Hypermedia controls and data separation
In some situations, it may be useful to separate meta-data from the data, i.e. for the presentation purposes. Without this separation either hypermedia controls could be displayed possibly breaking the visual part of the application, or the client would be forced to do some cleaning. The former is a no go, the latter may prove tricky for pure ReST approach forcing the client to be more of a MVVM.

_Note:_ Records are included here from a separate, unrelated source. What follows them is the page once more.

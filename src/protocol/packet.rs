//! Decoded RTP packet.

use bytes::Bytes;

use super::interleaved::InterleavedFrame;
use super::rtp::PacketHeader;
use crate::error::{Result, RtspError};

/// One fully decoded unit delivered to the consumer.
#[derive(Debug, Clone, PartialEq, Eq)]
pub struct Packet {
    /// Local receive index, assigned in extraction order.
    pub index: u64,
    /// Interleaved channel the packet arrived on.
    pub channel: u8,
    /// Decoded RTP header.
    pub header: PacketHeader,
    /// Padding length stripped from the tail, if the padding flag was set.
    pub padding: Option<u8>,
    /// Payload with header and padding removed (zero-copy slice of the frame).
    pub payload: Bytes,
}

impl Packet {
    /// Get a reference to the payload bytes.
    #[inline]
    pub fn payload(&self) -> &[u8] {
        &self.payload
    }

    /// Payload size after header and padding removal.
    #[inline]
    pub fn size(&self) -> usize {
        self.payload.len()
    }

    /// Sequence number from the header.
    #[inline]
    pub fn sequence_number(&self) -> u16 {
        self.header.sequence_number
    }

    /// Timestamp from the header.
    #[inline]
    pub fn timestamp(&self) -> u32 {
        self.header.timestamp
    }

    /// Marker bit from the header.
    #[inline]
    pub fn is_marker(&self) -> bool {
        self.header.marker
    }
}

/// Decode an RTP packet from a raw payload.
///
/// # Errors
///
/// - `Parse("short header ...")` if the buffer cannot hold the header
/// - `Parse("padding exceeds payload ...")` if the padding length is not
///   smaller than the region after the header
///
/// # Example
///
/// ```
/// use bytes::Bytes;
/// use rtsp_interleaved_client::protocol::{decode_packet, PacketHeader};
///
/// let mut raw = PacketHeader::new(96, 1, 90_000, 7).encode();
/// raw.extend_from_slice(b"nal");
///
/// let packet = decode_packet(Bytes::from(raw), 0, 0).unwrap();
/// assert_eq!(packet.payload(), b"nal");
/// assert_eq!(packet.padding, None);
/// ```
pub fn decode_packet(raw: Bytes, index: u64, channel: u8) -> Result<Packet> {
    let (header, header_len) = PacketHeader::decode(&raw)?;

    let mut end = raw.len();
    let region = end - header_len;
    let padding = if header.padding {
        let pad = if region > 0 { raw[end - 1] } else { 0 };
        if region == 0 || pad as usize >= region {
            return Err(RtspError::Parse(format!(
                "padding exceeds payload: padding {} over {} bytes",
                pad, region
            )));
        }
        end -= pad as usize;
        Some(pad)
    } else {
        None
    };

    Ok(Packet {
        index,
        channel,
        header,
        padding,
        payload: raw.slice(header_len..end),
    })
}

/// Decode the payload of an interleaved frame.
#[inline]
pub fn decode_frame(frame: InterleavedFrame, index: u64) -> Result<Packet> {
    decode_packet(frame.payload, index, frame.channel)
}

#[cfg(test)]
mod tests {
    use super::*;

    fn raw_packet(padding: bool, region: &[u8]) -> Bytes {
        let mut header = PacketHeader::new(96, 10, 20, 30);
        header.padding = padding;
        let mut raw = header.encode();
        raw.extend_from_slice(region);
        Bytes::from(raw)
    }

    #[test]
    fn test_padding_stripped() {
        let mut region = vec![0xAB; 10];
        region[9] = 0x02;

        let packet = decode_packet(raw_packet(true, &region), 3, 0).unwrap();

        assert_eq!(packet.padding, Some(2));
        assert_eq!(packet.size(), 8);
        assert!(packet.payload().iter().all(|&b| b == 0xAB));
        assert_eq!(packet.index, 3);
    }

    #[test]
    fn test_padding_equal_to_region_rejected() {
        let mut region = vec![0u8; 10];
        region[9] = 0x0A;

        let err = decode_packet(raw_packet(true, &region), 0, 0).unwrap_err();
        assert!(matches!(err, RtspError::Parse(_)));
        assert!(err.to_string().contains("padding exceeds payload"));
    }

    #[test]
    fn test_padding_larger_than_region_rejected() {
        let mut region = vec![0u8; 10];
        region[9] = 0xFF;

        let err = decode_packet(raw_packet(true, &region), 0, 0).unwrap_err();
        assert!(err.to_string().contains("padding exceeds payload"));
    }

    #[test]
    fn test_padding_flag_without_payload_rejected() {
        let err = decode_packet(raw_packet(true, &[]), 0, 0).unwrap_err();
        assert!(err.to_string().contains("padding exceeds payload"));
    }

    #[test]
    fn test_no_padding_keeps_trailing_bytes() {
        let packet = decode_packet(raw_packet(false, &[1, 2, 3, 0x02]), 0, 0).unwrap();
        assert_eq!(packet.padding, None);
        assert_eq!(packet.payload(), &[1, 2, 3, 0x02]);
    }

    #[test]
    fn test_payload_after_csrcs() {
        let mut header = PacketHeader::new(0, 5, 6, 7);
        header.csrcs = vec![0x11, 0x22];
        let mut raw = header.encode();
        raw.extend_from_slice(b"pcm");

        let packet = decode_packet(Bytes::from(raw), 0, 2).unwrap();
        assert_eq!(packet.header.csrcs, vec![0x11, 0x22]);
        assert_eq!(packet.payload(), b"pcm");
        assert_eq!(packet.channel, 2);
    }

    #[test]
    fn test_header_only_packet() {
        let packet = decode_packet(raw_packet(false, &[]), 0, 0).unwrap();
        assert!(packet.payload().is_empty());
    }

    #[test]
    fn test_short_frame_rejected() {
        let err = decode_packet(Bytes::from_static(&[0x80, 0x60, 0x00]), 0, 0).unwrap_err();
        assert!(err.to_string().contains("short header"));
    }

    #[test]
    fn test_decode_frame_uses_channel() {
        let mut raw = PacketHeader::new(8, 1, 2, 3).encode();
        raw.push(0x55);
        let frame = InterleavedFrame::new(4, Bytes::from(raw));

        let packet = decode_frame(frame, 9).unwrap();
        assert_eq!(packet.channel, 4);
        assert_eq!(packet.index, 9);
        assert_eq!(packet.header.payload_type, 8);
        assert_eq!(packet.sequence_number(), 1);
        assert_eq!(packet.timestamp(), 2);
        assert!(!packet.is_marker());
    }
}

Again, named graphs would come in handy in this situation, i.e.:
{
"@context": "/api/context.jsonld",
"@graph": [
{
"@id": "meta:data",
"@graph": [
{
"@id": "/api/events",
"operation": [
{
"@type": ["Operation", "schema:CreateAction"],
"title": "Create new event",
"method": "POST",
"expects": "schema:Event"
}
],
"member": [
{
"@id": "/api/events/1"
}
]
}
]
},
{
"@graph": [
{
"@id": "/api/events/1",
"eventName": "Event 1",
"eventDescription": "Some event 1",
"startDate": "2017-04-19",
"endDate": "2017-04-19"
}
]
}
]
}
Alternatives would involve some mixed content type payloads or linking.